Action item » Report every line of the listing below in which the string "must" appears.

Extracted data »
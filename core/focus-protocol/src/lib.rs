//! IPC protocol types and validation for focus-daemon.
//!
//! Shared by the daemon and its clients so the wire format cannot drift.
//! Requests and responses are single JSON objects, one per line, over a Unix
//! socket. The daemon remains the authority on validation; clients reuse the
//! same param types to build requests it will accept.

use serde::{Deserialize, Serialize};
use serde_json::Value;

pub const PROTOCOL_VERSION: u32 = 1;
pub const MAX_REQUEST_BYTES: usize = 64 * 1024;

pub const MIN_SESSION_MINUTES: u32 = 5;
pub const MAX_SESSION_MINUTES: u32 = 120;
pub const MAX_TASK_REF_LEN: usize = 256;
pub const MAX_REASON_LEN: usize = 512;
/// Upper bound for a client-reported idle figure (one day).
pub const MAX_IDLE_SECONDS: u64 = 24 * 60 * 60;
pub const MAX_REQUEST_ID_LEN: usize = 128;

#[derive(Debug, Clone, Copy, PartialEq, Eq, Serialize, Deserialize)]
#[serde(rename_all = "snake_case", deny_unknown_fields)]
pub enum Method {
    GetHealth,
    GetState,
    StartSession,
    PauseSession,
    ResumeSession,
    MarkCompromised,
    AbandonSession,
    SkipBreak,
    GetBackup,
    DeleteBackup,
}

impl Method {
    pub fn as_str(&self) -> &'static str {
        match self {
            Method::GetHealth => "get_health",
            Method::GetState => "get_state",
            Method::StartSession => "start_session",
            Method::PauseSession => "pause_session",
            Method::ResumeSession => "resume_session",
            Method::MarkCompromised => "mark_compromised",
            Method::AbandonSession => "abandon_session",
            Method::SkipBreak => "skip_break",
            Method::GetBackup => "get_backup",
            Method::DeleteBackup => "delete_backup",
        }
    }

    /// Whether the method changes the game-state document.
    pub fn is_mutation(&self) -> bool {
        matches!(
            self,
            Method::StartSession
                | Method::PauseSession
                | Method::ResumeSession
                | Method::MarkCompromised
                | Method::AbandonSession
                | Method::SkipBreak
                | Method::DeleteBackup
        )
    }
}

#[derive(Debug, Serialize, Deserialize)]
#[serde(deny_unknown_fields)]
pub struct Request {
    pub protocol_version: u32,
    pub method: Method,
    #[serde(default)]
    pub id: Option<String>,
    #[serde(default)]
    pub params: Option<Value>,
}

impl Request {
    pub fn new(method: Method, id: Option<String>, params: Option<Value>) -> Self {
        Self {
            protocol_version: PROTOCOL_VERSION,
            method,
            id,
            params,
        }
    }

    pub fn validate(&self) -> Result<(), ErrorInfo> {
        if self.protocol_version != PROTOCOL_VERSION {
            return Err(ErrorInfo::new(
                "protocol_mismatch",
                format!(
                    "protocol_version {} is not supported (expected {})",
                    self.protocol_version, PROTOCOL_VERSION
                ),
            ));
        }
        if let Some(id) = &self.id {
            if id.len() > MAX_REQUEST_ID_LEN {
                return Err(ErrorInfo::new(
                    "invalid_id",
                    format!("id must be {} characters or fewer", MAX_REQUEST_ID_LEN),
                ));
            }
        }
        Ok(())
    }
}

#[derive(Debug, Serialize, Deserialize)]
pub struct Response {
    pub ok: bool,
    #[serde(skip_serializing_if = "Option::is_none")]
    pub id: Option<String>,
    #[serde(skip_serializing_if = "Option::is_none")]
    pub data: Option<Value>,
    #[serde(skip_serializing_if = "Option::is_none")]
    pub error: Option<ErrorInfo>,
}

#[derive(Debug, Serialize, Deserialize, Clone, PartialEq, Eq)]
pub struct ErrorInfo {
    pub code: String,
    pub message: String,
}

impl ErrorInfo {
    pub fn new(code: &str, message: impl Into<String>) -> Self {
        Self {
            code: code.to_string(),
            message: message.into(),
        }
    }
}

impl Response {
    pub fn ok(id: Option<String>, data: Value) -> Self {
        Self {
            ok: true,
            id,
            data: Some(data),
            error: None,
        }
    }

    pub fn error(id: Option<String>, code: &str, message: impl Into<String>) -> Self {
        Self {
            ok: false,
            id,
            data: None,
            error: Some(ErrorInfo::new(code, message)),
        }
    }

    pub fn error_with_info(id: Option<String>, error: ErrorInfo) -> Self {
        Self {
            ok: false,
            id,
            data: None,
            error: Some(error),
        }
    }
}

// ─────────────────────────────────────────────────────────────────────────────
// Params
// ─────────────────────────────────────────────────────────────────────────────

#[derive(Debug, Clone, Default, PartialEq, Eq, Serialize, Deserialize)]
#[serde(deny_unknown_fields)]
pub struct StartSessionParams {
    #[serde(default, skip_serializing_if = "Option::is_none")]
    pub duration_minutes: Option<u32>,
    #[serde(default, skip_serializing_if = "Option::is_none")]
    pub task_ref: Option<String>,
    #[serde(default, skip_serializing_if = "Option::is_none")]
    pub auto_complete_task: Option<bool>,
}

impl StartSessionParams {
    pub fn validate(&self) -> Result<(), ErrorInfo> {
        if let Some(minutes) = self.duration_minutes {
            if !(MIN_SESSION_MINUTES..=MAX_SESSION_MINUTES).contains(&minutes) {
                return Err(ErrorInfo::new(
                    "invalid_duration",
                    format!(
                        "duration_minutes must be between {} and {}",
                        MIN_SESSION_MINUTES, MAX_SESSION_MINUTES
                    ),
                ));
            }
        }
        if let Some(task_ref) = &self.task_ref {
            require_bounded(task_ref, "task_ref", MAX_TASK_REF_LEN)?;
        }
        if self.auto_complete_task == Some(true) && self.task_ref.is_none() {
            return Err(ErrorInfo::new(
                "missing_field",
                "task_ref is required when auto_complete_task is set",
            ));
        }
        Ok(())
    }
}

#[derive(Debug, Clone, Default, PartialEq, Eq, Serialize, Deserialize)]
#[serde(deny_unknown_fields)]
pub struct ResumeSessionParams {
    /// Idle seconds observed by the client while paused. When absent the
    /// daemon charges the paused interval.
    #[serde(default, skip_serializing_if = "Option::is_none")]
    pub idle_seconds: Option<u64>,
}

impl ResumeSessionParams {
    pub fn validate(&self) -> Result<(), ErrorInfo> {
        match self.idle_seconds {
            Some(seconds) if seconds > MAX_IDLE_SECONDS => Err(ErrorInfo::new(
                "invalid_idle_seconds",
                format!("idle_seconds must be {} or fewer", MAX_IDLE_SECONDS),
            )),
            _ => Ok(()),
        }
    }
}

#[derive(Debug, Clone, PartialEq, Eq, Serialize, Deserialize)]
#[serde(deny_unknown_fields)]
pub struct MarkCompromisedParams {
    pub reason: String,
}

impl MarkCompromisedParams {
    pub fn validate(&self) -> Result<(), ErrorInfo> {
        require_bounded(&self.reason, "reason", MAX_REASON_LEN)
    }
}

pub fn parse_start_session(params: Option<Value>) -> Result<StartSessionParams, ErrorInfo> {
    let parsed: StartSessionParams = parse_optional(params, "start_session")?;
    parsed.validate()?;
    Ok(parsed)
}

pub fn parse_resume_session(params: Option<Value>) -> Result<ResumeSessionParams, ErrorInfo> {
    let parsed: ResumeSessionParams = parse_optional(params, "resume_session")?;
    parsed.validate()?;
    Ok(parsed)
}

pub fn parse_mark_compromised(params: Option<Value>) -> Result<MarkCompromisedParams, ErrorInfo> {
    let Some(params) = params else {
        return Err(ErrorInfo::new("missing_params", "reason is required"));
    };
    let parsed: MarkCompromisedParams = serde_json::from_value(params).map_err(|err| {
        ErrorInfo::new(
            "invalid_params",
            format!("mark_compromised params are invalid: {}", err),
        )
    })?;
    parsed.validate()?;
    Ok(parsed)
}

fn parse_optional<T>(params: Option<Value>, method: &str) -> Result<T, ErrorInfo>
where
    T: Default + serde::de::DeserializeOwned,
{
    match params {
        None | Some(Value::Null) => Ok(T::default()),
        Some(value) => serde_json::from_value(value).map_err(|err| {
            ErrorInfo::new(
                "invalid_params",
                format!("{} params are invalid: {}", method, err),
            )
        }),
    }
}

fn require_bounded(value: &str, field: &str, max_len: usize) -> Result<(), ErrorInfo> {
    if value.trim().is_empty() {
        return Err(ErrorInfo::new(
            "missing_field",
            format!("{} is required", field),
        ));
    }
    if value.len() > max_len {
        return Err(ErrorInfo::new(
            "invalid_field",
            format!("{} must be {} characters or fewer", field, max_len),
        ));
    }
    Ok(())
}

#[cfg(test)]
mod tests {
    use super::*;
    use serde_json::json;

    #[test]
    fn request_round_trips_snake_case_method() {
        let request = Request::new(
            Method::StartSession,
            Some("req-1".to_string()),
            Some(json!({"duration_minutes": 25})),
        );
        let text = serde_json::to_string(&request).unwrap();
        assert!(text.contains("\"start_session\""));
        let parsed: Request = serde_json::from_str(&text).unwrap();
        assert_eq!(parsed.method, Method::StartSession);
        assert!(parsed.validate().is_ok());
    }

    #[test]
    fn rejects_unknown_method() {
        let err = serde_json::from_value::<Request>(json!({
            "protocol_version": 1,
            "method": "reset_everything"
        }));
        assert!(err.is_err());
    }

    #[test]
    fn rejects_protocol_mismatch() {
        let mut request = Request::new(Method::GetHealth, None, None);
        request.protocol_version = 2;
        assert_eq!(request.validate().unwrap_err().code, "protocol_mismatch");
    }

    #[test]
    fn start_params_default_when_absent() {
        assert_eq!(
            parse_start_session(None).unwrap(),
            StartSessionParams::default()
        );
        assert_eq!(
            parse_start_session(Some(Value::Null)).unwrap(),
            StartSessionParams::default()
        );
    }

    #[test]
    fn start_params_validate_duration() {
        for minutes in [4, 121] {
            let err = parse_start_session(Some(json!({"duration_minutes": minutes}))).unwrap_err();
            assert_eq!(err.code, "invalid_duration");
        }
        assert!(parse_start_session(Some(json!({"duration_minutes": 120}))).is_ok());
    }

    #[test]
    fn start_params_reject_unknown_fields() {
        let err = parse_start_session(Some(json!({"minutes": 25}))).unwrap_err();
        assert_eq!(err.code, "invalid_params");
    }

    #[test]
    fn auto_complete_needs_task() {
        let err =
            parse_start_session(Some(json!({"auto_complete_task": true}))).unwrap_err();
        assert_eq!(err.code, "missing_field");
    }

    #[test]
    fn resume_params_bound_idle() {
        assert_eq!(
            parse_resume_session(None).unwrap().idle_seconds,
            None
        );
        let err = parse_resume_session(Some(json!({"idle_seconds": MAX_IDLE_SECONDS + 1})))
            .unwrap_err();
        assert_eq!(err.code, "invalid_idle_seconds");
    }

    #[test]
    fn compromise_requires_reason() {
        assert_eq!(
            parse_mark_compromised(None).unwrap_err().code,
            "missing_params"
        );
        assert_eq!(
            parse_mark_compromised(Some(json!({"reason": "  "})))
                .unwrap_err()
                .code,
            "missing_field"
        );
        assert_eq!(
            parse_mark_compromised(Some(json!({"reason": "social media"})))
                .unwrap()
                .reason,
            "social media"
        );
    }
}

Written response »
                    format!("id must be {} characters or fewer", MAX_REQUEST_ID_LEN),
                        "duration_minutes must be between {} and {}",
                format!("idle_seconds must be {} or fewer", MAX_IDLE_SECONDS),
            format!("{} must be {} characters or fewer", field, max_len),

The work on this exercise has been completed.